Material provided below:

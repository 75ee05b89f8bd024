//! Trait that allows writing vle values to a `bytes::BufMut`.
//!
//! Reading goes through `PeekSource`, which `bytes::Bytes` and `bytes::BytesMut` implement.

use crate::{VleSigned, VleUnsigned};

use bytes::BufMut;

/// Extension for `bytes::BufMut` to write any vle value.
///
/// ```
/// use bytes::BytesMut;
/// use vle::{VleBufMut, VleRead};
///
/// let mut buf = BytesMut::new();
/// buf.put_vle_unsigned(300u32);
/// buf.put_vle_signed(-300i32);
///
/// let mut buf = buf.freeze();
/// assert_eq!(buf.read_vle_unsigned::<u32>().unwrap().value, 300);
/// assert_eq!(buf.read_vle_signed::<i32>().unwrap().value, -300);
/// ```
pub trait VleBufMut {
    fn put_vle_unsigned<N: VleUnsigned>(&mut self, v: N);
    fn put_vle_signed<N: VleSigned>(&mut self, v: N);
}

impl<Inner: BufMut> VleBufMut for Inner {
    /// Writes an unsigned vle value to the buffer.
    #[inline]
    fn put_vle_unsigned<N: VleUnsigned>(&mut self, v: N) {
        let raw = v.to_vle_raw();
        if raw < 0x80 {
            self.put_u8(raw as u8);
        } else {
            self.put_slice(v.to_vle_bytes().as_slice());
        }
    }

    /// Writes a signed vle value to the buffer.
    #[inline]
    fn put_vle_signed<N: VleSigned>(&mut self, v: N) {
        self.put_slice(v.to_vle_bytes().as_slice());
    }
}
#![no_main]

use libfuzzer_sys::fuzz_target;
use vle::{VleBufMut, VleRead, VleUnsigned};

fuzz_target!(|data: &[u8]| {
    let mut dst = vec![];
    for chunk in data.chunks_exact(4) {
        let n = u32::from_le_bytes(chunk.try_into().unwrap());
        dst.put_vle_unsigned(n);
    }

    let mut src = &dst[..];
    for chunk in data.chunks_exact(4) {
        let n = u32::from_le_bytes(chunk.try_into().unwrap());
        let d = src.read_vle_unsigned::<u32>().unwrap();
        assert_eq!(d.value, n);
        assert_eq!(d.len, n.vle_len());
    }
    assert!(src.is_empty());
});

End of Material provided.
Material provided below:

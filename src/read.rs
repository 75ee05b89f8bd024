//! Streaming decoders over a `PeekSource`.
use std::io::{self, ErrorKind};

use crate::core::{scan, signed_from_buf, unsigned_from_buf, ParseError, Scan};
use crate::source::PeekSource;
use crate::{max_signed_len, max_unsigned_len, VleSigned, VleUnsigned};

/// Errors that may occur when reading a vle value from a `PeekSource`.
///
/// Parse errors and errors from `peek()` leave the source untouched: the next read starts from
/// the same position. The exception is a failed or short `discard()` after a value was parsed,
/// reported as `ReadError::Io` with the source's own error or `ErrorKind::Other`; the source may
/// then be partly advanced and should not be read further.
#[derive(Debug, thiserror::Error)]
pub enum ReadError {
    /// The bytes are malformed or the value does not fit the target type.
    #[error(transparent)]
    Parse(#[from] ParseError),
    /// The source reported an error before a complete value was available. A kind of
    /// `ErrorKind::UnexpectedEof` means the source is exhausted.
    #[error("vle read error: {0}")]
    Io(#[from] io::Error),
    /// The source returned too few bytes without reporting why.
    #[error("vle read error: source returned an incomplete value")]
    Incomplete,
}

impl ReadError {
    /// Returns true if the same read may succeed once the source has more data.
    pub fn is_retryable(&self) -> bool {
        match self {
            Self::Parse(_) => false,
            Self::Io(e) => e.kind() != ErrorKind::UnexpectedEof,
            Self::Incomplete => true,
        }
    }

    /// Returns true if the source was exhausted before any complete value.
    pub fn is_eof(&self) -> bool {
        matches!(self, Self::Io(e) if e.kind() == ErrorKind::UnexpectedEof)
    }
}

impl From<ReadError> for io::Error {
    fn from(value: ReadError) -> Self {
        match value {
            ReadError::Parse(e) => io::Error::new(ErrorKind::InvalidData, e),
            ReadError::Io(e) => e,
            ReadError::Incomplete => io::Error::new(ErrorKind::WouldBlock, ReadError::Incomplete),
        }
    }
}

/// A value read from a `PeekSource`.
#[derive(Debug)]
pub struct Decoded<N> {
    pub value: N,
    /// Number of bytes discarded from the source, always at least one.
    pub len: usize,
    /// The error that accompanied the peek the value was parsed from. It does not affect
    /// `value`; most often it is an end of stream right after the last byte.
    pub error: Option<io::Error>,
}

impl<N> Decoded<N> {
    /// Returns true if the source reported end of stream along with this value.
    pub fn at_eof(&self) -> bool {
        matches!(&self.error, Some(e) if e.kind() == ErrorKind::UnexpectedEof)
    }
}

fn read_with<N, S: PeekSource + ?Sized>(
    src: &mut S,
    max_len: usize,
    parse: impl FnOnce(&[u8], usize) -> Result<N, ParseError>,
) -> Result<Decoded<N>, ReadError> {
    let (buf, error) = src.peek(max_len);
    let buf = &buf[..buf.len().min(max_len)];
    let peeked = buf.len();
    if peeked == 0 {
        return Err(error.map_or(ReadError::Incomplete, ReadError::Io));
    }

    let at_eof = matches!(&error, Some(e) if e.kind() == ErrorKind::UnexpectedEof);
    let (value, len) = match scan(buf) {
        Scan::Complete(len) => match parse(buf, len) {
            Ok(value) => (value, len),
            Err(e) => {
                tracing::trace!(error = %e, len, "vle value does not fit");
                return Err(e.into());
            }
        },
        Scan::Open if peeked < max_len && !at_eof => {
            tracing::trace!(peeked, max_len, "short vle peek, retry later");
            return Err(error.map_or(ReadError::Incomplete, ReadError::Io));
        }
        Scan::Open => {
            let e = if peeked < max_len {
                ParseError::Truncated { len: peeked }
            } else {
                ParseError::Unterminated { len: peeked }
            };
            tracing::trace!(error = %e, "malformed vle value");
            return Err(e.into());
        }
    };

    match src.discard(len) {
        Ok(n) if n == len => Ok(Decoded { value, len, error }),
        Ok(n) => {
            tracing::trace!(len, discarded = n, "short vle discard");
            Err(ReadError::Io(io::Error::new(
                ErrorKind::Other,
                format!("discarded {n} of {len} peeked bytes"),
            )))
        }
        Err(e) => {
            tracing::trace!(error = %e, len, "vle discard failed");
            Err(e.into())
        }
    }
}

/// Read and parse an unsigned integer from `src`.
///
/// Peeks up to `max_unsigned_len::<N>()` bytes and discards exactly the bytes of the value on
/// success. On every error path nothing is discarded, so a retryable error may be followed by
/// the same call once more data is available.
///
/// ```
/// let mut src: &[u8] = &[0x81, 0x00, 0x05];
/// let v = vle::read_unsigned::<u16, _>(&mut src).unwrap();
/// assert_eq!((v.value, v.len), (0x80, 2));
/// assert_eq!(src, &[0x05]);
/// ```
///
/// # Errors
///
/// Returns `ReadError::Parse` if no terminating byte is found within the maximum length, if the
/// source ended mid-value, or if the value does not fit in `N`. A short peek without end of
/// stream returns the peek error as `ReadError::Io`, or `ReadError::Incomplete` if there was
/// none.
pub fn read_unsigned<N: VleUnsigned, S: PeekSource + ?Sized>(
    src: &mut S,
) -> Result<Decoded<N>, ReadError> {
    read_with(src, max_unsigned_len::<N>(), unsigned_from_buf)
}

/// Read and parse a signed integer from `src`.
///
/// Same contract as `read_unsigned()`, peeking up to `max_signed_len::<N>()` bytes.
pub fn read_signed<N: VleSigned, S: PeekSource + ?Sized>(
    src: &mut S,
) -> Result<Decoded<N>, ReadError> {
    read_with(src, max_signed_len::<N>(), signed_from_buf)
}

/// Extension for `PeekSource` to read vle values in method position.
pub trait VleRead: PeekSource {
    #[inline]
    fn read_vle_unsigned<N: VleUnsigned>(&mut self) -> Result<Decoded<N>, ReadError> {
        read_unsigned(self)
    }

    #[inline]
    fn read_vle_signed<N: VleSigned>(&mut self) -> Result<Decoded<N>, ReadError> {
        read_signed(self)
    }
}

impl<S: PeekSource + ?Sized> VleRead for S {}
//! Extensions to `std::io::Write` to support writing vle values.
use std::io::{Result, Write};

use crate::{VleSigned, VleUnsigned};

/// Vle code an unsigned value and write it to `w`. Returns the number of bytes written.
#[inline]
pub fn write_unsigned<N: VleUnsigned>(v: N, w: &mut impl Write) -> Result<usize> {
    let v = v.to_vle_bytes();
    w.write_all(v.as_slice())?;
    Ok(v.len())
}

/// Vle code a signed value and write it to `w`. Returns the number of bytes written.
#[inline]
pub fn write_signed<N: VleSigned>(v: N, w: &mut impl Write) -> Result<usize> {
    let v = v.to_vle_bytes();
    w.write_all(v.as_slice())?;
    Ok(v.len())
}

End of Material provided.
Material provided below:

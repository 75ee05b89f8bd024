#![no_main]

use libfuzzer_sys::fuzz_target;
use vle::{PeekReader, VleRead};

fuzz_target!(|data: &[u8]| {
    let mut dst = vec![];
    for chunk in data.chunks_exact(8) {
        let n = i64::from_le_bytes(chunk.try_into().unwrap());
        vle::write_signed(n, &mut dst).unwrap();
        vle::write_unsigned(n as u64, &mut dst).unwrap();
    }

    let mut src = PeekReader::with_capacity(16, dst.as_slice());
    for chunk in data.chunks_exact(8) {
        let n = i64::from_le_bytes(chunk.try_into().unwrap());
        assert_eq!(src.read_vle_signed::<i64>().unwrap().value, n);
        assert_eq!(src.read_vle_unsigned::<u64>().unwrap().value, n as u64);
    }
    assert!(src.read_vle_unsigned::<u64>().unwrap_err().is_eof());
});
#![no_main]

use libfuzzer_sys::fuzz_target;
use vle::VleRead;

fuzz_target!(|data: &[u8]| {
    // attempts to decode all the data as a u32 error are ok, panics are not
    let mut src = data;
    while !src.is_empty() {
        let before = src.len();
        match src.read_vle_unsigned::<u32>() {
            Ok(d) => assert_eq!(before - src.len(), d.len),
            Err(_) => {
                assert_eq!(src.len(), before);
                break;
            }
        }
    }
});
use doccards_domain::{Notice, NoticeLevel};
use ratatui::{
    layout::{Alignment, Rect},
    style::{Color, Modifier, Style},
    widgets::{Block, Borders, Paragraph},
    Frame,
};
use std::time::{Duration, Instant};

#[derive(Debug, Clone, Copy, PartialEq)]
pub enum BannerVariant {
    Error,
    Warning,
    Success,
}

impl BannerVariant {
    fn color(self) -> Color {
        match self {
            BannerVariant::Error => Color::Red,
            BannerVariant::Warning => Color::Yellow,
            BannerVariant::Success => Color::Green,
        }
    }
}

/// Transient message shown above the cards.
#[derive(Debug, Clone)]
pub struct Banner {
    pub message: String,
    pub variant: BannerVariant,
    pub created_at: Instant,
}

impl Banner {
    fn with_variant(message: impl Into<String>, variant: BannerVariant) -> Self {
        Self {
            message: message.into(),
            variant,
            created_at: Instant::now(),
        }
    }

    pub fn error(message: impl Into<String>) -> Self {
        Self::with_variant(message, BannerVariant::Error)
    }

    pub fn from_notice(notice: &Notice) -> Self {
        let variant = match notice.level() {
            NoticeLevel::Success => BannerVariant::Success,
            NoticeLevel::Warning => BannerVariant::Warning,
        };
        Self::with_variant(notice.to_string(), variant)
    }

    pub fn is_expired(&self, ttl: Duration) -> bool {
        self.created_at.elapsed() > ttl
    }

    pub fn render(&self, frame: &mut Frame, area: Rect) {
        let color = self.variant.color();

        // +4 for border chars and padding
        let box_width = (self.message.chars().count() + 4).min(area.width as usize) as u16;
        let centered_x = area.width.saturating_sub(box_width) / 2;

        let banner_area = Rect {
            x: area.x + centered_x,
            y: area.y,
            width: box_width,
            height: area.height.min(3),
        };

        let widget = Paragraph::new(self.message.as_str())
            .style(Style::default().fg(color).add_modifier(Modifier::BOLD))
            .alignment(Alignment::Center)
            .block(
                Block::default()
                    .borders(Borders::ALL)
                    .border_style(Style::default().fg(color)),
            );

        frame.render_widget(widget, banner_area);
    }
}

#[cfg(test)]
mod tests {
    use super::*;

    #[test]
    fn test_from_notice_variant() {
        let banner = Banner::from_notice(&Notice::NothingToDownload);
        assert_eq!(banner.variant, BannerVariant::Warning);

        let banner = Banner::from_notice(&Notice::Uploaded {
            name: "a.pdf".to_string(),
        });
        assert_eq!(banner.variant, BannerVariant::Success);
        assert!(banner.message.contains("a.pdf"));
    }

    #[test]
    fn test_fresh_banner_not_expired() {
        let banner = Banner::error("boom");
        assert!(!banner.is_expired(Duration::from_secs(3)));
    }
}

End of Material provided.

[Your goal] What lines in the records above include the string "without"? Copy each one.

[Written solution]
    /// The source returned too few bytes without reporting why.
/// source ended mid-value, or if the value does not fit in `N`. A short peek without end of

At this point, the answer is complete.